Well, I hate to tell you this but the complexities inherent to construing what is or is not hate speech turns out to be a lot harder than you might assume it to be.

Shift this into the domain of humans and how humans chat with each other. Assume that you have a human that wishes to avoid uttering hate speech. This person is very aware of hate speech and genuinely hopes to avoid ever stating a word or phrase that might constitute hate speech. This person is persistently mindful of not allowing an iota of hate speech to escape from their mouth.

Will this human that has a brain and is alerted to avoiding hate speech be able to always and without any chance of slipping be able to ironclad ensure that they never emit hate speech?

Your first impulse might be to say that yes, of course, an enlightened human would be able to attain that goal. People are smart. If they put their mind to something, they can get it done. Period, end of the story.

Don’t be so sure.

Suppose I ask this person to tell me about hate speech. Furthermore, I ask them to give me an example of hate speech. I want to see or hear an example so that I can know what hate speech consists of. My reasons then for asking this are aboveboard.

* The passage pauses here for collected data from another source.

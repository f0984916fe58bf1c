//! Environment variable loading

use std::env;
use std::str::FromStr;

pub const API_URL: &str = "VOICEVOX_API_URL";
pub const HTTP_TIMEOUT_SECONDS: &str = "VOICEVOX_HTTP_TIMEOUT_SECONDS";
pub const CATALOG_TIMEOUT_SECONDS: &str = "VOICEVOX_CATALOG_TIMEOUT_SECONDS";
pub const MAX_PARALLEL_SEGMENTS: &str = "MAX_PARALLEL_SEGMENTS";
pub const SEGMENT_TIMEOUT_SECONDS: &str = "SEGMENT_TIMEOUT_SECONDS";
pub const SEGMENT_RATE_LIMIT_MS: &str = "SEGMENT_RATE_LIMIT_MS";
pub const MAX_SEGMENT_CHARS: &str = "MAX_SEGMENT_CHARS";
pub const FALLBACK_TAG: &str = "FALLBACK_TAG";

/// Every variable this crate reads
pub const ALL_VARS: [&str; 8] = [
    API_URL,
    HTTP_TIMEOUT_SECONDS,
    CATALOG_TIMEOUT_SECONDS,
    MAX_PARALLEL_SEGMENTS,
    SEGMENT_TIMEOUT_SECONDS,
    SEGMENT_RATE_LIMIT_MS,
    MAX_SEGMENT_CHARS,
    FALLBACK_TAG,
];

/// Raw values read from the environment; unset variables stay `None`
#[derive(Debug, Clone, Default, PartialEq, Eq)]
pub struct EnvConfig {
    pub api_url: Option<String>,
    pub http_timeout_seconds: Option<u64>,
    pub catalog_timeout_seconds: Option<u64>,
    pub max_parallel_segments: Option<usize>,
    pub segment_timeout_seconds: Option<u64>,
    pub segment_rate_limit_ms: Option<u64>,
    pub max_segment_chars: Option<usize>,
    pub fallback_tag: Option<String>,
}

impl EnvConfig {
    pub fn load() -> Result<Self, Box<dyn std::error::Error>> {
        Ok(Self {
            api_url: string_var(API_URL),
            http_timeout_seconds: parse_var(HTTP_TIMEOUT_SECONDS)?,
            catalog_timeout_seconds: parse_var(CATALOG_TIMEOUT_SECONDS)?,
            max_parallel_segments: parse_var(MAX_PARALLEL_SEGMENTS)?,
            segment_timeout_seconds: parse_var(SEGMENT_TIMEOUT_SECONDS)?,
            segment_rate_limit_ms: parse_var(SEGMENT_RATE_LIMIT_MS)?,
            max_segment_chars: parse_var(MAX_SEGMENT_CHARS)?,
            // An empty FALLBACK_TAG is meaningful: it disables the fallback
            fallback_tag: env::var(FALLBACK_TAG).ok(),
        })
    }
}

/// Non-empty trimmed value of `name`
fn string_var(name: &str) -> Option<String> {
    env::var(name)
        .ok()
        .map(|v| v.trim().to_string())
        .filter(|v| !v.is_empty())
}

fn parse_var<T>(name: &str) -> Result<Option<T>, Box<dyn std::error::Error>>
where
    T: FromStr,
    T::Err: std::fmt::Display,
{
    match string_var(name) {
        Some(raw) => raw
            .parse::<T>()
            .map(Some)
            .map_err(|e| format!("Invalid value for {name}: {e}").into()),
        None => Ok(None),
    }
}
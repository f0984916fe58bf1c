use std::path::{Path, PathBuf};

use anyhow::{Context, anyhow};
use clap::{Parser, Subcommand};
use tokio::io::AsyncReadExt;
use tracing::{info, warn};
use tracing_subscriber::EnvFilter;

use voicevox_script::{
    Config, ExecuteOptions, RunContext, VoicevoxClient, build_executor, load_catalog,
};

/// Multi-speaker script synthesis for VOICEVOX
#[derive(Parser, Debug)]
#[command(name = "voicevox-script")]
#[command(version, about, long_about = None)]
struct Cli {
    /// Path to configuration file (YAML)
    #[arg(short = 'c', long = "config", value_name = "FILE")]
    config: Option<PathBuf>,

    /// Subcommand to run
    #[command(subcommand)]
    command: Commands,
}

#[derive(Subcommand, Debug)]
enum Commands {
    /// Synthesize a tagged script into a single WAV file
    Synth {
        /// Script file to read ("-" reads stdin)
        #[arg(short = 'i', long = "input", value_name = "FILE")]
        input: PathBuf,

        /// Output WAV path
        #[arg(short = 'o', long = "output", default_value = "tts_output.wav")]
        output: PathBuf,

        /// Tag for untagged text when no segment precedes it
        #[arg(long = "fallback-tag", value_name = "TAG")]
        fallback_tag: Option<String>,
    },

    /// List the voice tags the engine can resolve
    Speakers,
}

#[tokio::main]
async fn main() -> anyhow::Result<()> {
    // Load .env file if it exists (must be done before config loading)
    let _ = dotenvy::dotenv();

    tracing_subscriber::fmt()
        .with_env_filter(EnvFilter::try_from_default_env().unwrap_or_else(|_| "info".into()))
        .init();

    let cli = Cli::parse();

    let config = if let Some(config_path) = cli.config {
        info!(path = %config_path.display(), "Loading configuration");
        Config::from_file(&config_path).map_err(|e| anyhow!(e.to_string()))?
    } else {
        Config::from_env().map_err(|e| anyhow!(e.to_string()))?
    };

    match cli.command {
        Commands::Synth {
            input,
            output,
            fallback_tag,
        } => synth(&config, &input, &output, fallback_tag).await,
        Commands::Speakers => speakers(&config).await,
    }
}

async fn synth(
    config: &Config,
    input: &Path,
    output: &Path,
    fallback_tag: Option<String>,
) -> anyhow::Result<()> {
    let script = read_script(input).await?;
    let executor = build_executor(config, true)
        .await
        .context("Failed to initialize synthesis engine. Is the VOICEVOX engine running?")?;

    let ctx = RunContext::new();
    let cancel = ctx.clone();
    tokio::spawn(async move {
        if tokio::signal::ctrl_c().await.is_ok() {
            warn!("Interrupt received, cancelling synthesis");
            cancel.cancel();
        }
    });

    let options = fallback_tag.map(ExecuteOptions::with_fallback_tag).unwrap_or_default();
    let summary = executor.execute(&ctx, &script, output, &options).await?;

    let absolute = std::path::absolute(&summary.output_path)
        .unwrap_or_else(|_| summary.output_path.clone());
    info!(
        segments = summary.segments,
        bytes = summary.bytes_written,
        duration_secs = summary.duration_secs.unwrap_or_default(),
        "Synthesis finished"
    );
    println!("{}", absolute.display());

    Ok(())
}

async fn speakers(config: &Config) -> anyhow::Result<()> {
    let client = VoicevoxClient::new(&config.api_url, config.http_timeout)?;
    let catalog = load_catalog(&client, config.catalog_timeout)
        .await
        .context("Failed to load speaker catalog")?;

    for (tag, id) in catalog.entries() {
        println!("{tag}\t{id}");
    }

    Ok(())
}

async fn read_script(input: &Path) -> anyhow::Result<String> {
    if input == Path::new("-") {
        let mut script = String::new();
        tokio::io::stdin()
            .read_to_string(&mut script)
            .await
            .context("Failed to read script from stdin")?;
        return Ok(script);
    }

    tokio::fs::read_to_string(input)
        .await
        .with_context(|| format!("Failed to read script {}", input.display()))
}
//! Structured diagnostic events
//!
//! The segmenter and voice resolver never log directly. Recoverable anomalies
//! are reported as [`Diagnostic`] values to a [`DiagnosticObserver`], which
//! keeps both components testable without a tracing subscriber installed.

use std::sync::Arc;

use parking_lot::Mutex;
use tracing::{error, warn};

/// Recoverable anomaly observed while parsing or resolving a script
#[derive(Debug, Clone, PartialEq, Eq)]
pub enum Diagnostic {
    /// Untagged text appeared before any speaker tag and was held back
    UntaggedLineBuffered { line: String },
    /// A chunk of text exceeded the per-segment budget and was split
    SegmentSplit { tag: String, limit: usize },
    /// Leftover untagged text was attached to the fallback tag
    TrailingTextFallback { tag: String },
    /// Leftover untagged text had nowhere to go and was discarded
    TrailingTextDropped { text: String },
    /// A segment tag had no leading bracketed speaker portion
    BaseTagMissing { tag: String },
    /// A segment resolved through its speaker's default style
    StyleFallback {
        index: Option<usize>,
        tag: String,
        fallback_tag: String,
    },
}

/// Sink for diagnostic events
pub trait DiagnosticObserver: Send + Sync {
    fn observe(&self, diagnostic: Diagnostic);
}

/// Shared observer handle
pub type SharedObserver = Arc<dyn DiagnosticObserver>;

/// Forwards diagnostics to `tracing`
#[derive(Debug, Default, Clone, Copy)]
pub struct TracingObserver;

impl DiagnosticObserver for TracingObserver {
    fn observe(&self, diagnostic: Diagnostic) {
        match diagnostic {
            Diagnostic::UntaggedLineBuffered { line } => {
                warn!(line = %line, "Untagged line before any speaker tag, holding for next tag");
            }
            Diagnostic::SegmentSplit { tag, limit } => {
                warn!(tag = %tag, limit, "Text exceeds segment budget, splitting");
            }
            Diagnostic::TrailingTextFallback { tag } => {
                warn!(tag = %tag, "Trailing untagged text assigned to fallback tag");
            }
            Diagnostic::TrailingTextDropped { text } => {
                error!(text = %text, "Trailing untagged text discarded, no tag available");
            }
            Diagnostic::BaseTagMissing { tag } => {
                error!(tag = %tag, "Could not extract base tag");
            }
            Diagnostic::StyleFallback {
                index,
                tag,
                fallback_tag,
            } => {
                warn!(
                    segment_index = ?index,
                    tag = %tag,
                    fallback_tag = %fallback_tag,
                    "Style not found, using speaker default"
                );
            }
        }
    }
}

/// Records every diagnostic in arrival order
#[derive(Debug, Default)]
pub struct CollectingObserver {
    events: Mutex<Vec<Diagnostic>>,
}

impl CollectingObserver {
    pub fn new() -> Self {
        Self::default()
    }

    /// Snapshot of the events observed so far
    pub fn events(&self) -> Vec<Diagnostic> {
        self.events.lock().clone()
    }

    pub fn len(&self) -> usize {
        self.events.lock().len()
    }

    pub fn is_empty(&self) -> bool {
        self.events.lock().is_empty()
    }
}

impl DiagnosticObserver for CollectingObserver {
    fn observe(&self, diagnostic: Diagnostic) {
        self.events.lock().push(diagnostic);
    }
}

/// Default observer used when callers do not supply one
pub fn tracing_observer() -> SharedObserver {
    Arc::new(TracingObserver)
}
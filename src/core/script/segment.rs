use crate::core::voice::ResolutionError;

/// One unit of speech to synthesize
///
/// Created by the parser with non-empty text, updated once by the voice
/// resolver, then read by the orchestrator.
#[derive(Debug, Clone, PartialEq, Eq)]
pub struct Segment {
    /// Speaker and style tag, e.g. `[ずんだもん][ノーマル]`
    pub combined_tag: String,
    /// Speaker-only prefix of the combined tag, e.g. `[ずんだもん]`
    pub base_tag: String,
    /// Text with emotion annotations stripped and whitespace trimmed
    pub text: String,
    pub voice_id: Option<u32>,
    pub resolution_error: Option<ResolutionError>,
}

impl Segment {
    pub fn new(
        combined_tag: impl Into<String>,
        base_tag: impl Into<String>,
        text: impl Into<String>,
    ) -> Self {
        Self {
            combined_tag: combined_tag.into(),
            base_tag: base_tag.into(),
            text: text.into(),
            voice_id: None,
            resolution_error: None,
        }
    }

    /// Whether this segment should be sent to the backend
    pub fn is_dispatchable(&self) -> bool {
        self.resolution_error.is_none() && self.voice_id.is_some() && !self.text.is_empty()
    }

    /// Text length in characters
    pub fn char_count(&self) -> usize {
        self.text.chars().count()
    }
}

#[cfg(test)]
mod tests {
    use super::*;

    #[test]
    fn test_new_segment_is_unresolved() {
        let segment = Segment::new("[めたん][ノーマル]", "[めたん]", "こんにちは");
        assert_eq!(segment.voice_id, None);
        assert!(segment.resolution_error.is_none());
        assert!(!segment.is_dispatchable());
        assert_eq!(segment.char_count(), 5);
    }

    #[test]
    fn test_resolved_segment_is_dispatchable() {
        let mut segment = Segment::new("[めたん][ノーマル]", "[めたん]", "はい");
        segment.voice_id = Some(2);
        assert!(segment.is_dispatchable());

        segment.resolution_error = Some(ResolutionError {
            tag: segment.combined_tag.clone(),
            index: Some(0),
        });
        assert!(!segment.is_dispatchable());
    }
}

What should the person say to me?

I think you can see the trap that has been laid. If the person gives me an example of hate speech, including actually stating a foul word or phrase, they themselves have now uttered hate speech. Bam, we got them. Whereas they vowed to never say hate speech, they indeed now have done so.

Unfair, you exclaim! They were only saying that word or those words to provide an example. In their heart of hearts, they didn’t believe in the word or words. It is completely out of context and outrageous to declare that the person is hateful.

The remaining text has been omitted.